We had a lot in common, Matteo and I, besides being from the same country and hometown. We were both aspiring journalists, passionate about social justice, and eager to do meaningful work in life.  By then, I had been out of Italy for a total of 8 years. Readjusting to my native culture was not easy but with Matteo’s help, I managed to re-discover and appreciate my native culture.  My True Love also had a unique personal story, one intertwined with the history of Italy. His Dad was assassinated in the early 70s by a fringe political group that was against the State. His father was Chief of Police in our city at the time and became a symbolic target.  He was shot from the back multiple times in the open parking lot in front of his apartment building, an earshot away from his family. There was a lot of controversy about this murder in Italy and the country was torn apart by it.  Overnight, Matteo’s Mom became a widow with three young boys. Matteo was the oldest and only four years old at the time this happened. It was an event that defined his life and the history of our country.  Over the decades, and the many trials that ensued, his family was publicly praised for always showing compassion, love and forgiveness toward those who committed this murder.  

Matteo and I were together for five years.  He visited me in Croatia, when I worked for an Italian non-profit organization that provided essential aid to refugees of the Bosnia war.  We moved to Rome together after I got a job with Amnesty International and he started to work as a reporter for the Italian news agency.  We discovered Rome together with our vespa, the classic Italian scooter and our only means of private transport.  We spent time in Tuscany whenever we could get away from the hustle and bustle of the Italian capital.
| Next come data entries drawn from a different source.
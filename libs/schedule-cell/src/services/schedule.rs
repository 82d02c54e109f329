// libs/schedule-cell/src/services/schedule.rs
use std::collections::BTreeSet;
use std::sync::Arc;
use std::time::Duration;

use tracing::{debug, info, warn};
use uuid::Uuid;

use shared_config::SchedulingConfig;
use shared_database::{AppointmentRepository, IsolationLevel, ScheduleStore};
use shared_models::{AppError, DayOfWeek, Schedule, TimeSlot};
use shared_utils::Clock;

use crate::models::{CreateScheduleRequest, ParsedTimeSlot, SlotDefinition, TimeSlotInput, UpdateScheduleRequest};
use crate::services::conflict::ScheduleConflictChecker;
use crate::services::overlap::SlotOverlapValidator;

const DEFAULT_TIMEZONE: &str = "UTC";

/// Admin-side authoring of schedules. Every write is gated by the overlap
/// validator and the conflict checker inside one serializable unit of work.
pub struct ScheduleService<S>
where
    S: ScheduleStore + AppointmentRepository,
{
    store: Arc<S>,
    conflict_checker: ScheduleConflictChecker<S>,
    clock: Arc<dyn Clock>,
    tx_timeout: Duration,
}

impl<S> ScheduleService<S>
where
    S: ScheduleStore + AppointmentRepository,
{
    pub fn new(store: Arc<S>, clock: Arc<dyn Clock>, config: &SchedulingConfig) -> Self {
        Self {
            conflict_checker: ScheduleConflictChecker::new(Arc::clone(&store)),
            store,
            clock,
            tx_timeout: config.transaction_timeout(),
        }
    }

    pub async fn create_schedule(&self, request: CreateScheduleRequest) -> Result<Schedule, AppError> {
        info!("Creating schedule for doctor {} from {} to {}",
              request.doctor_id, request.start_date, request.end_date);

        let parsed = parse_slots(&request.time_slots)?;
        validate_slots(&parsed, request.days_of_week.as_ref(), request.start_date, request.end_date)?;

        let now = self.clock.now();
        let schedule_id = Uuid::new_v4();
        let schedule = Schedule {
            id: schedule_id,
            doctor_id: request.doctor_id,
            start_date: request.start_date,
            end_date: request.end_date,
            timezone: normalize_timezone(request.timezone.as_deref())?,
            is_active: request.is_active.unwrap_or(true),
            time_slots: build_slots(schedule_id, parsed),
            created_at: now,
            updated_at: now,
            deleted_at: None,
        };

        let mut tx = self.store.begin(IsolationLevel::Serializable, self.tx_timeout).await?;
        let result = self.insert_checked(&mut tx, &schedule).await;
        self.finish(tx, result).await?;

        info!("Schedule {} created with {} time slots", schedule.id, schedule.time_slots.len());
        Ok(schedule)
    }

    pub async fn update_schedule(
        &self,
        schedule_id: Uuid,
        request: UpdateScheduleRequest,
    ) -> Result<Schedule, AppError> {
        debug!("Updating schedule {}", schedule_id);

        let replacement = match &request.time_slots {
            Some(inputs) => Some(parse_slots(inputs)?),
            None => None,
        };

        let mut tx = self.store.begin(IsolationLevel::Serializable, self.tx_timeout).await?;
        let result = self.update_in_tx(&mut tx, schedule_id, request, replacement).await;
        let updated = self.finish(tx, result).await?;

        info!("Schedule {} updated", schedule_id);
        Ok(updated)
    }

    /// Tombstones the schedule. Refused while it still has upcoming bookings.
    pub async fn delete_schedule(&self, schedule_id: Uuid) -> Result<(), AppError> {
        debug!("Deleting schedule {}", schedule_id);

        let mut tx = self.store.begin(IsolationLevel::Serializable, self.tx_timeout).await?;
        let result = self.delete_in_tx(&mut tx, schedule_id).await;
        self.finish(tx, result).await?;

        info!("Schedule {} deleted", schedule_id);
        Ok(())
    }

    /// Re-activation runs the conflict check again; deactivation only stops new bookings.
    pub async fn set_active(&self, schedule_id: Uuid, is_active: bool) -> Result<Schedule, AppError> {
        debug!("Setting schedule {} active={}", schedule_id, is_active);

        let mut tx = self.store.begin(IsolationLevel::Serializable, self.tx_timeout).await?;
        let result = self.set_active_in_tx(&mut tx, schedule_id, is_active).await;
        self.finish(tx, result).await
    }

    pub async fn get_schedule(&self, schedule_id: Uuid) -> Result<Schedule, AppError> {
        let mut tx = self.store.begin(IsolationLevel::ReadCommitted, self.tx_timeout).await?;
        let result = self.load(&mut tx, schedule_id).await;
        self.finish(tx, result).await
    }

    // ==============================================================================
    // TRANSACTION BODIES
    // ==============================================================================

    async fn insert_checked(&self, tx: &mut S::Tx, schedule: &Schedule) -> Result<(), AppError> {
        if schedule.is_active {
            self.conflict_checker
                .check(tx, schedule.doctor_id, schedule.start_date, schedule.end_date, &schedule.weekdays(), None)
                .await?;
        }
        self.store.insert_schedule(tx, schedule).await?;
        Ok(())
    }

    async fn update_in_tx(
        &self,
        tx: &mut S::Tx,
        schedule_id: Uuid,
        request: UpdateScheduleRequest,
        replacement: Option<Vec<ParsedTimeSlot>>,
    ) -> Result<Schedule, AppError> {
        let existing = self.load(tx, schedule_id).await?;

        let start_date = request.start_date.unwrap_or(existing.start_date);
        let end_date = request.end_date.unwrap_or(existing.end_date);
        let reshaped = replacement.is_some() || start_date != existing.start_date || end_date != existing.end_date;

        if reshaped {
            self.ensure_no_upcoming_bookings(tx, &existing, "reshaped").await?;
        }

        let time_slots = match replacement {
            Some(parsed) => {
                validate_slots(&parsed, request.days_of_week.as_ref(), start_date, end_date)?;
                build_slots(existing.id, parsed)
            }
            None => {
                let kept = definitions_of(&existing.time_slots);
                SlotOverlapValidator::validate(&kept, request.days_of_week.as_ref())?;
                SlotOverlapValidator::validate_coverage(&kept, start_date, end_date)?;
                existing.time_slots.clone()
            }
        };

        let timezone = match request.timezone.as_deref() {
            Some(tz) => normalize_timezone(Some(tz))?,
            None => existing.timezone.clone(),
        };

        let updated = Schedule {
            start_date,
            end_date,
            timezone,
            time_slots,
            updated_at: self.clock.now(),
            ..existing
        };

        if updated.is_active {
            self.conflict_checker
                .check(tx, updated.doctor_id, updated.start_date, updated.end_date, &updated.weekdays(), Some(updated.id))
                .await?;
        }

        self.store.update_schedule(tx, &updated).await?;
        Ok(updated)
    }

    async fn delete_in_tx(&self, tx: &mut S::Tx, schedule_id: Uuid) -> Result<(), AppError> {
        let existing = self.load(tx, schedule_id).await?;
        self.ensure_no_upcoming_bookings(tx, &existing, "deleted").await?;
        self.store.delete_schedule(tx, schedule_id, self.clock.now()).await?;
        Ok(())
    }

    async fn set_active_in_tx(&self, tx: &mut S::Tx, schedule_id: Uuid, is_active: bool) -> Result<Schedule, AppError> {
        let existing = self.load(tx, schedule_id).await?;
        if existing.is_active == is_active {
            return Ok(existing);
        }

        if is_active {
            self.conflict_checker
                .check(tx, existing.doctor_id, existing.start_date, existing.end_date, &existing.weekdays(), Some(existing.id))
                .await?;
        }

        let updated = Schedule {
            is_active,
            updated_at: self.clock.now(),
            ..existing
        };
        self.store.update_schedule(tx, &updated).await?;
        Ok(updated)
    }

    async fn load(&self, tx: &mut S::Tx, schedule_id: Uuid) -> Result<Schedule, AppError> {
        self.store
            .find_schedule(tx, schedule_id)
            .await?
            .ok_or_else(|| AppError::NotFound(format!("Schedule {} not found", schedule_id)))
    }

    async fn ensure_no_upcoming_bookings(
        &self,
        tx: &mut S::Tx,
        schedule: &Schedule,
        action: &str,
    ) -> Result<(), AppError> {
        let upcoming = self
            .store
            .count_non_terminal_for_schedule_from(tx, schedule.id, self.clock.today())
            .await?;

        if upcoming > 0 {
            warn!("Schedule {} has {} upcoming appointments, refusing to be {}", schedule.id, upcoming, action);
            return Err(AppError::BusinessRuleViolation(format!(
                "Schedule {} has {} upcoming appointments and cannot be {}",
                schedule.id, upcoming, action
            )));
        }
        Ok(())
    }

    /// Commits on success, rolls back on failure.
    async fn finish<T>(&self, tx: S::Tx, result: Result<T, AppError>) -> Result<T, AppError> {
        match result {
            Ok(value) => {
                self.store.commit(tx).await?;
                Ok(value)
            }
            Err(e) => {
                self.store.rollback(tx).await;
                Err(e)
            }
        }
    }
}

// ==============================================================================
// HELPERS
// ==============================================================================

fn parse_slots(inputs: &[TimeSlotInput]) -> Result<Vec<ParsedTimeSlot>, AppError> {
    if inputs.is_empty() {
        return Err(AppError::ValidationError("A schedule needs at least one time slot".to_string()));
    }
    inputs.iter().map(TimeSlotInput::parse).collect()
}

fn validate_slots(
    parsed: &[ParsedTimeSlot],
    days_of_week: Option<&BTreeSet<DayOfWeek>>,
    start_date: chrono::NaiveDate,
    end_date: chrono::NaiveDate,
) -> Result<(), AppError> {
    let definitions: Vec<SlotDefinition> = parsed.iter().map(|slot| slot.definition).collect();
    SlotOverlapValidator::validate_coverage(&definitions, start_date, end_date)?;
    SlotOverlapValidator::validate(&definitions, days_of_week)
}

fn definitions_of(slots: &[TimeSlot]) -> Vec<SlotDefinition> {
    slots
        .iter()
        .map(|slot| SlotDefinition::new(slot.day_of_week, slot.start_time, slot.end_time))
        .collect()
}

fn build_slots(schedule_id: Uuid, parsed: Vec<ParsedTimeSlot>) -> Vec<TimeSlot> {
    let mut slots: Vec<TimeSlot> = parsed
        .into_iter()
        .map(|slot| TimeSlot {
            id: Uuid::new_v4(),
            schedule_id,
            day_of_week: slot.definition.day_of_week,
            start_time: slot.definition.start_time,
            end_time: slot.definition.end_time,
            examination_type: slot.examination_type,
            max_patients: slot.max_patients,
        })
        .collect();
    slots.sort_by_key(|slot| (slot.day_of_week, slot.start_time));
    slots
}

fn normalize_timezone(timezone: Option<&str>) -> Result<String, AppError> {
    match timezone.map(str::trim) {
        None => Ok(DEFAULT_TIMEZONE.to_string()),
        Some("") => Err(AppError::ValidationError("timezone must not be blank".to_string())),
        Some(tz) if is_timezone_name(tz) => Ok(tz.to_string()),
        Some(tz) => Err(AppError::ValidationError(format!(
            "timezone '{}' is not UTC, a +HH:MM offset or an Area/Location zone name",
            tz
        ))),
    }
}

fn is_timezone_name(tz: &str) -> bool {
    if tz == DEFAULT_TIMEZONE {
        return true;
    }
    if let Some(offset) = tz.strip_prefix(['+', '-']) {
        return is_utc_offset(offset);
    }
    tz.contains('/')
        && tz.split('/').all(|segment| {
            segment.chars().next().is_some_and(|c| c.is_ascii_uppercase())
                && segment.chars().all(|c| c.is_ascii_alphanumeric() || matches!(c, '_' | '-' | '+'))
        })
}

/// `HH:MM` with hours up to 14.
fn is_utc_offset(offset: &str) -> bool {
    let Some((hours, minutes)) = offset.split_once(':') else {
        return false;
    };
    let two_digits = |part: &str| part.len() == 2 && part.chars().all(|c| c.is_ascii_digit());
    if !two_digits(hours) || !two_digits(minutes) {
        return false;
    }
    match (hours.parse::<u32>(), minutes.parse::<u32>()) {
        (Ok(h), Ok(m)) => h <= 14 && m < 60,
        _ => false,
    }
}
During the holidays we went back to our hometown to spent time with our respective families. It all worked well until one day, when I was in Ethiopia on a business trip, I met someone else and allowed myself to be carried away by passion and desire.  I will not bore you with the details of what happened next but as you can probably guess, it was the beginning of the end of my relationship with Matteo.  I eventually came back to the U.S. and started to build a life here.

Two decades have passed since our Love story ended. Matteo got married, had two twin daughters and is recently divorced.  He has been the Chief Editor of two of our national newspapers and is now a full time author.  I never married but I lived in Africa for seven years and eventually adopted a beautiful child who is now 13 years old.  Over the years, we have stayed in touch.  I would like to believe that he has forgiven me even though I have not forgiven myself for the harm I caused him at one point in his life.  He appears in my dreams often and especially during times of distress.  When his Mom had a terrible accident a few years ago, I had a dream about him the night before and reached out via text to him the very next day.  I knew deep inside that something was terribly wrong.  He confirmed my suspicions.  Something similar happened when his stepfather succumbed to Alzheimer’s disease.  Two years ago Matteo met my daughter for the very first time when I visited my family in Italy and took her to see the first Italian Starbucks that opened in Milan, near our main Cathedral and it’s a one-of-a-kind coffee shop! 

Why am I sharing this story with you? Because True Love without mindfulness does not last and is destroyed by desire, greed, selfishness and misconduct.  If one is lucky, one gets a second chance. I know I did.  But that does not always happen and when it does, it still requires one to practice mindfulness.  I am also sharing this story with you because February 17th is Matteo’s 50thbirthday and because he taught me the meaning of True Love, Forgiveness and Compassion. 

So I now ask you: What has life taught you about True Love?  How do you cultivate True Love in your life now, whether you are in a romantic relationship or not?